Before modern fire and building regulations, responsibility for the safety of a building and its occupants fell firmly on the shoulders of the building’s owner.
Since the Regulatory Reform (Fire Safety) Order 2005 however, responsibility has shifted across all UK jurisdictions, now requiring commercial premises to have a named ‘responsible person’ to ensure fire safety.
The ‘responsible person’ (or people, as there can be more than one) is tasked with various responsibilities and processes; including carrying out a fire risk assessment, planning for an emergency, staff training and carrying out regular fire drills.
Not only have these responsibilities been delegated to the responsible person, but as have the pressures and penalties that are attached should they fail their duty.

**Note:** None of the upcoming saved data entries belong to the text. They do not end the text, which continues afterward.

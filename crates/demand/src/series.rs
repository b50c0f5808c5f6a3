use chrono::{Datelike, Days, NaiveDate};
use serde::{Deserialize, Serialize};

use stockcast_core::{PlanningError, PlanningResult};

/// Returns the Sunday that closes the week containing `date`.
///
/// A Sunday maps to itself.
pub fn week_ending(date: NaiveDate) -> NaiveDate {
    let days_to_sunday = (7 - date.weekday().num_days_from_sunday()) % 7;
    date + Days::new(u64::from(days_to_sunday))
}

/// Demand observed in one calendar week.
#[derive(Debug, Copy, Clone, PartialEq, Eq, Serialize, Deserialize)]
pub struct WeekDemand {
    /// Week-ending Sunday.
    pub week: NaiveDate,
    pub quantity: u64,
}

/// Regular weekly demand series for a single product.
///
/// Invariants:
/// - one entry per calendar week, labelled by its week-ending Sunday
/// - strictly increasing, consecutive weeks (no gaps; empty weeks carry 0)
#[derive(Debug, Clone, Default, PartialEq, Eq, Serialize, Deserialize)]
pub struct DemandSeries {
    weeks: Vec<WeekDemand>,
}

impl DemandSeries {
    pub fn empty() -> Self {
        Self::default()
    }

    /// Build a series from consecutive weekly quantities.
    ///
    /// `first_week` is normalised to its week-ending Sunday.
    pub fn from_quantities(first_week: NaiveDate, quantities: impl IntoIterator<Item = u64>) -> Self {
        let mut week = week_ending(first_week);
        let mut weeks = Vec::new();
        for quantity in quantities {
            weeks.push(WeekDemand { week, quantity });
            week = week + Days::new(7);
        }
        Self { weeks }
    }

    /// Build a series from explicit points, checking the weekly invariants.
    pub fn try_from_weeks(weeks: Vec<WeekDemand>) -> PlanningResult<Self> {
        for w in &weeks {
            if week_ending(w.week) != w.week {
                return Err(PlanningError::validation(format!(
                    "week {} is not a week-ending Sunday",
                    w.week
                )));
            }
        }
        for pair in weeks.windows(2) {
            if pair[1].week - pair[0].week != chrono::TimeDelta::days(7) {
                return Err(PlanningError::validation(format!(
                    "weeks {} and {} are not consecutive",
                    pair[0].week, pair[1].week
                )));
            }
        }
        Ok(Self { weeks })
    }

    pub fn len(&self) -> usize {
        self.weeks.len()
    }

    pub fn is_empty(&self) -> bool {
        self.weeks.is_empty()
    }

    pub fn weeks(&self) -> &[WeekDemand] {
        &self.weeks
    }

    /// Quantities as floats, in chronological order.
    pub fn values(&self) -> Vec<f64> {
        self.weeks.iter().map(|w| w.quantity as f64).collect()
    }

    pub fn last(&self) -> Option<&WeekDemand> {
        self.weeks.last()
    }

    pub fn last_week(&self) -> Option<NaiveDate> {
        self.weeks.last().map(|w| w.week)
    }

    /// Chronological prefix/suffix split at `index` (clamped to the length).
    pub fn split_at(&self, index: usize) -> (&[WeekDemand], &[WeekDemand]) {
        self.weeks.split_at(index.min(self.weeks.len()))
    }

    pub fn total(&self) -> u64 {
        self.weeks.iter().map(|w| w.quantity).sum()
    }
}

Safety inspectors from the fire services must be satisfied that the responsible person has discharged their responsibilities – regardless as to whether there has been an actual fire.
That’s not to say that a responsible person must be an expert in fire safety or face the wrath of government legislation; merely that he or she must appoint an person who is an expert, and assure their recommendations are understood, implemented, reviewed, and practiced.
In most circumstances, problem areas are identified, containment strategies are implemented, and passive and active solutions are met to counter every conceivable fire risk.
Wrightstyle believes the responsible person must look beyond fire safety regulation to consider all possible risks against a building’s occupants, structure, resources and continuing operations in a worst case scenario situation.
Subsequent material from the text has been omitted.